**REQUIRED ACTION**
Among the entries, which lines carry the string "channel"? Copy each of them.

**Saved data entries**
/---

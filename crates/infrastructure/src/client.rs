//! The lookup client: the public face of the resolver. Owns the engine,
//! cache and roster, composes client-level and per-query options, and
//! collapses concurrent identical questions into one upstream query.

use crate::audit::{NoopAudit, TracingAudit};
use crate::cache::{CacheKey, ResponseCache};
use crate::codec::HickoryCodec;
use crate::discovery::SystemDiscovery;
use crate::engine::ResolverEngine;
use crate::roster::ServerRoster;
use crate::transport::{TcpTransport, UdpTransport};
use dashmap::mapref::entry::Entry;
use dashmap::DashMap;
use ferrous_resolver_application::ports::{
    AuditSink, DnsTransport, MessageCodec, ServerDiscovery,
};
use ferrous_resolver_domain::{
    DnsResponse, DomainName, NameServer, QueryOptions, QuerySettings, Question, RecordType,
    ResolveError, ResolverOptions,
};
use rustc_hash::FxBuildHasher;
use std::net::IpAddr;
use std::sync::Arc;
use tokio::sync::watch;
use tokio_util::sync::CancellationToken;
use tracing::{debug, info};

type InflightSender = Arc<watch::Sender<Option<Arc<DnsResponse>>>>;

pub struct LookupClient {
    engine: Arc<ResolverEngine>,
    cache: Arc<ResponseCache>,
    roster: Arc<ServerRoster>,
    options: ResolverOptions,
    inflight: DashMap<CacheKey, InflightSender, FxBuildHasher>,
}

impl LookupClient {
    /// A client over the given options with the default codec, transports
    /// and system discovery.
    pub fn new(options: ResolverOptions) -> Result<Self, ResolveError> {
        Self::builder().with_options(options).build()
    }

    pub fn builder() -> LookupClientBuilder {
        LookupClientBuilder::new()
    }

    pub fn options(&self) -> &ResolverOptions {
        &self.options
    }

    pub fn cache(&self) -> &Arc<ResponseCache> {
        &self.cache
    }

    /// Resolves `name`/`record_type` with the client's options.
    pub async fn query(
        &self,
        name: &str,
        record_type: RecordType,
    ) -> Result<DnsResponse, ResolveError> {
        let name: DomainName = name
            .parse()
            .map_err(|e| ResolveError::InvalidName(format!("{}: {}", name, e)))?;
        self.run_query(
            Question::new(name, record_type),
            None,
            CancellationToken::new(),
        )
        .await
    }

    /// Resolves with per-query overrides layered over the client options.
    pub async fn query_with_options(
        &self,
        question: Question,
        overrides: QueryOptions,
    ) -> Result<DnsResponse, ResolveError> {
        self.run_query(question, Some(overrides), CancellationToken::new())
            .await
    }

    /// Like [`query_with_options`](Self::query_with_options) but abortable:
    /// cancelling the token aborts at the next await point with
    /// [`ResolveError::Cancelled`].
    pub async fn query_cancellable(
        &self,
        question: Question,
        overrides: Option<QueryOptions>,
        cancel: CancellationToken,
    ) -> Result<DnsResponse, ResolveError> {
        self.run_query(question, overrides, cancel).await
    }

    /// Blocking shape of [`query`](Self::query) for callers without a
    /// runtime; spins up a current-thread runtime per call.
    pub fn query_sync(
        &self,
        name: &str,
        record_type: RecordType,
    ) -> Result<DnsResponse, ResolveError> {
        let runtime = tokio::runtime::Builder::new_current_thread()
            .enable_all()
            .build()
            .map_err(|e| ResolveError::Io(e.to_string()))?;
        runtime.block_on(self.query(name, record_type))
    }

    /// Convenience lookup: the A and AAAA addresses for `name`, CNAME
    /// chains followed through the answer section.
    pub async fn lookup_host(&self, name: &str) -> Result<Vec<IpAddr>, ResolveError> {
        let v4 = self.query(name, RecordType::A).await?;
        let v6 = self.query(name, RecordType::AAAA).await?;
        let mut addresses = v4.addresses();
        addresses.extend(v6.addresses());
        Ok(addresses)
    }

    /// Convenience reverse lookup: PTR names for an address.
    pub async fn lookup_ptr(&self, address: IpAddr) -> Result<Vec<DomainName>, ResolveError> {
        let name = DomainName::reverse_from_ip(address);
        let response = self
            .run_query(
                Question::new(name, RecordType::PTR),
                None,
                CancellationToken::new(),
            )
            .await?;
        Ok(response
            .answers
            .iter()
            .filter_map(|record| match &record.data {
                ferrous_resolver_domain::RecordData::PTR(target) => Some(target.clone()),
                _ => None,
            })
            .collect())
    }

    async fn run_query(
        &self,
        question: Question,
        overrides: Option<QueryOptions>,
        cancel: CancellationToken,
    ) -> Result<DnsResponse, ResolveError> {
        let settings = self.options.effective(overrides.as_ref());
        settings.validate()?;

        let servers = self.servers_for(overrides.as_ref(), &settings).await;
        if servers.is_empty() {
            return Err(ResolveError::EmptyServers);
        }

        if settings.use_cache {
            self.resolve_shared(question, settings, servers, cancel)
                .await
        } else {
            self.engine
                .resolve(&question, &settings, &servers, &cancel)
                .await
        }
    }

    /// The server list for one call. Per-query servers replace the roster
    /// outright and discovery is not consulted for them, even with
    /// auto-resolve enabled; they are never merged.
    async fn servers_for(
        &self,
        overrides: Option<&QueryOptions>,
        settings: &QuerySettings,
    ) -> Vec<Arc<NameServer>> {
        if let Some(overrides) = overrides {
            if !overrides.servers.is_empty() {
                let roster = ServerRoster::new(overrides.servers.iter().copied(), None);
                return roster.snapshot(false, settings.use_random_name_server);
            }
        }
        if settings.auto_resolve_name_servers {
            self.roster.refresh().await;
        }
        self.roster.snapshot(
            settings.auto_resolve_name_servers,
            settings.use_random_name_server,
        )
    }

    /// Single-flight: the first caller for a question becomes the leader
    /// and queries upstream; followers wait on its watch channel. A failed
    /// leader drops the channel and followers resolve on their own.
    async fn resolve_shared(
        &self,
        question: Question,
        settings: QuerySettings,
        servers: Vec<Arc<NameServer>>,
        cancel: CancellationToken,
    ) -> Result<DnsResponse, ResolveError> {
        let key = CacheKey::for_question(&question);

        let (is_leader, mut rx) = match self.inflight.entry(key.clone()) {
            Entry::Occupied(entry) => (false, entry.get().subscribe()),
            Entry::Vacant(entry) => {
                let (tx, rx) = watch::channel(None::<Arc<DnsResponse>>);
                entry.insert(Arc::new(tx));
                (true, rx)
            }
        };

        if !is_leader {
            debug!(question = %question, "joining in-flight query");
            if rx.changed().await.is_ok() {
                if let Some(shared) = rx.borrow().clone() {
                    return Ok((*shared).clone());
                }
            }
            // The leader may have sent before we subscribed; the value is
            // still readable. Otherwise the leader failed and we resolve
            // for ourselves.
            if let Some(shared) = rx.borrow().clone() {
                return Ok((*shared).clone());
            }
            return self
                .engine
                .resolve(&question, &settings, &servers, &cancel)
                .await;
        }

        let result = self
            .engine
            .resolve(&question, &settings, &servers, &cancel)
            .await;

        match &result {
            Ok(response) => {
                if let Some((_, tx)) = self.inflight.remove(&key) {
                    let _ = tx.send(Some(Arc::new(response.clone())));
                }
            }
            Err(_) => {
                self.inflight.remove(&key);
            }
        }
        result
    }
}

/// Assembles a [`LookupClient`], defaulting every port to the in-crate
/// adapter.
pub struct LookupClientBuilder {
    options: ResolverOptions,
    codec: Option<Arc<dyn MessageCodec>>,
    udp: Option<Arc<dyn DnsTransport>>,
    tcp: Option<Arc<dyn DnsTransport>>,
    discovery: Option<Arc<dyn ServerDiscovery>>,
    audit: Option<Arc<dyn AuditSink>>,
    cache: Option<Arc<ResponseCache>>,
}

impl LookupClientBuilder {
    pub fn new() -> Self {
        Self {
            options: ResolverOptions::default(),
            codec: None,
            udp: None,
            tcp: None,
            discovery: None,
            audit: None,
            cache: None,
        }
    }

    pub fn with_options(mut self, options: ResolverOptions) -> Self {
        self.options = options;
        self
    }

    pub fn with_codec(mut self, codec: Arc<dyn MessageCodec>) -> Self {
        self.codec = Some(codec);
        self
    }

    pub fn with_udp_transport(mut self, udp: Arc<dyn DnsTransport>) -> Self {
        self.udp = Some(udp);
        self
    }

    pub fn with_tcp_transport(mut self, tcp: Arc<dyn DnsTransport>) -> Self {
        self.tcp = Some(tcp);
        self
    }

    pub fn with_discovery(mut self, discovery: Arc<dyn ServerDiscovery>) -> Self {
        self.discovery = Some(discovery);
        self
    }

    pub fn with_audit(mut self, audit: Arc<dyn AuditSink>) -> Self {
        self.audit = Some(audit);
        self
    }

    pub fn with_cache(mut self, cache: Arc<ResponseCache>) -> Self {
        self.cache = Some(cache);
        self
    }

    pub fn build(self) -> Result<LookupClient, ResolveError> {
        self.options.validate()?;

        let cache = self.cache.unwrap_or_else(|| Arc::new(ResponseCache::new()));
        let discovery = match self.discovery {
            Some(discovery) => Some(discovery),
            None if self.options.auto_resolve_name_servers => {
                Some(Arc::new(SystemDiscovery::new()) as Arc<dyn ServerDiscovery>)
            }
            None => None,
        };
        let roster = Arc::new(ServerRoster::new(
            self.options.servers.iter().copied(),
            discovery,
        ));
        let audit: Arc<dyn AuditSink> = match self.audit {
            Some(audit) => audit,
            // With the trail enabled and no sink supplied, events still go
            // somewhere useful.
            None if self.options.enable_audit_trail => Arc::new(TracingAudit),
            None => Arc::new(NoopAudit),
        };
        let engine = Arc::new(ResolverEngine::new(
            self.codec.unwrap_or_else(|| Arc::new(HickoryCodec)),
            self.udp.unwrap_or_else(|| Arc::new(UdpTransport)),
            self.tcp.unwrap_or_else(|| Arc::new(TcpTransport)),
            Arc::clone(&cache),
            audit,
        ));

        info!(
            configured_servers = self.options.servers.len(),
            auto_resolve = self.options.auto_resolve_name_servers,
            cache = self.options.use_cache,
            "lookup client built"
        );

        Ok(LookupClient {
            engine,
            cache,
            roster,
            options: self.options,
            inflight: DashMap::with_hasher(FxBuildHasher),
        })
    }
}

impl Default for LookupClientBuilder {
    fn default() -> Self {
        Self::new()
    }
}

\---
/---

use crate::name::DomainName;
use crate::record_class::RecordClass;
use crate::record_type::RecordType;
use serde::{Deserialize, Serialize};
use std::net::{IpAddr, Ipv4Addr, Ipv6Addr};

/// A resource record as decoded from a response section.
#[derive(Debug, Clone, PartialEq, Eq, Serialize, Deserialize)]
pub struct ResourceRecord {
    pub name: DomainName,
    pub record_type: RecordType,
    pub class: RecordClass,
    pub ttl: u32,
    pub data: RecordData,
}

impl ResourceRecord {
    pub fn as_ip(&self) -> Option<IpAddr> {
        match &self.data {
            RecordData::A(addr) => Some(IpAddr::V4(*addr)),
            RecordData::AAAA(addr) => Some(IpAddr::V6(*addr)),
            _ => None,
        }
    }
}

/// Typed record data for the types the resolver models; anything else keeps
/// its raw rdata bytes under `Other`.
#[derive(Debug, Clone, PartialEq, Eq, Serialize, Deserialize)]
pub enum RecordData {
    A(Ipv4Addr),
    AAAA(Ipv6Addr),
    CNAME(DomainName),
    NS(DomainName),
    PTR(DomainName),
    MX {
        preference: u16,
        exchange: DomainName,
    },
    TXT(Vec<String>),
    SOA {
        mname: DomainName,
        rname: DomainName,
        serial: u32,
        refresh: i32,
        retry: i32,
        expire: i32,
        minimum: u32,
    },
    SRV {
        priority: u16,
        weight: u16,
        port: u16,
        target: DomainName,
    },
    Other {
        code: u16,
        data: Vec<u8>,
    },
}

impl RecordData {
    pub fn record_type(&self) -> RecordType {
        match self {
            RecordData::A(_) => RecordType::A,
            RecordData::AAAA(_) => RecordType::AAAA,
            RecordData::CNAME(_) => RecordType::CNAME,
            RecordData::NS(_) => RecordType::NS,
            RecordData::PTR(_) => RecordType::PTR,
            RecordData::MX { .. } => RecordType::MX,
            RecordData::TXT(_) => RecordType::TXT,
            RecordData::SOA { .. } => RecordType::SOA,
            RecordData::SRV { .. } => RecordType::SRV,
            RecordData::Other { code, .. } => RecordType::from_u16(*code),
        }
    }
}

\---
/---

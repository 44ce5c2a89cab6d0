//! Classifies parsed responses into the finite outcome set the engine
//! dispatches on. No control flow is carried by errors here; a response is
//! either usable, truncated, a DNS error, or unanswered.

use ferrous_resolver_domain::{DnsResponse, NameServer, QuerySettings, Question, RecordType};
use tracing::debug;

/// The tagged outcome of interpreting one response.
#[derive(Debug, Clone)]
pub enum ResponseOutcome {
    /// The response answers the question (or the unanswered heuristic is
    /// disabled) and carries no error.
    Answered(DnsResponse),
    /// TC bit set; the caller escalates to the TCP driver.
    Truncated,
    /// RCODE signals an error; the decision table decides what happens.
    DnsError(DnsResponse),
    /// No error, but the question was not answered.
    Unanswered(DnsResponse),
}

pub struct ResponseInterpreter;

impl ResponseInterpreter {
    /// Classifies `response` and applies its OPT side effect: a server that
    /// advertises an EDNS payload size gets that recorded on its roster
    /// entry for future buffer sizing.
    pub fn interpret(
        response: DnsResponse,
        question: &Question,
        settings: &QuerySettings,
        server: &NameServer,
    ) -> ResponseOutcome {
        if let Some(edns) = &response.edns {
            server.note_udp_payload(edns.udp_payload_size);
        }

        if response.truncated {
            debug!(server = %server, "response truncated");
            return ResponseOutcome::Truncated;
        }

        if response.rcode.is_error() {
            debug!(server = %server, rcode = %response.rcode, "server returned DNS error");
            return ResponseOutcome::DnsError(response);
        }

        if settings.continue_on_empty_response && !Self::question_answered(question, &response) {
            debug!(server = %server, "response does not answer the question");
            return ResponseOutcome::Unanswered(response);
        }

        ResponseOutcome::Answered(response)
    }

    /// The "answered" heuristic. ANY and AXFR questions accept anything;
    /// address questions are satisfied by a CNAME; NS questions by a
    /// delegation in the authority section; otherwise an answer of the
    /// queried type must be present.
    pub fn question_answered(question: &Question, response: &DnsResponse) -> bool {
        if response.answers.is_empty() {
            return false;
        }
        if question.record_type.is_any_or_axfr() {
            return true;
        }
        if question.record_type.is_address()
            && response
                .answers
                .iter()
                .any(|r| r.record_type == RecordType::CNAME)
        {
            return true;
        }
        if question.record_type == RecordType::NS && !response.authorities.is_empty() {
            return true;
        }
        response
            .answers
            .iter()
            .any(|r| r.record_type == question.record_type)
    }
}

\---

**TASK RESPONSE**
    /// and queries upstream; followers wait on its watch channel. A failed
    /// leader drops the channel and followers resolve on their own.
                let (tx, rx) = watch::channel(None::<Arc<DnsResponse>>);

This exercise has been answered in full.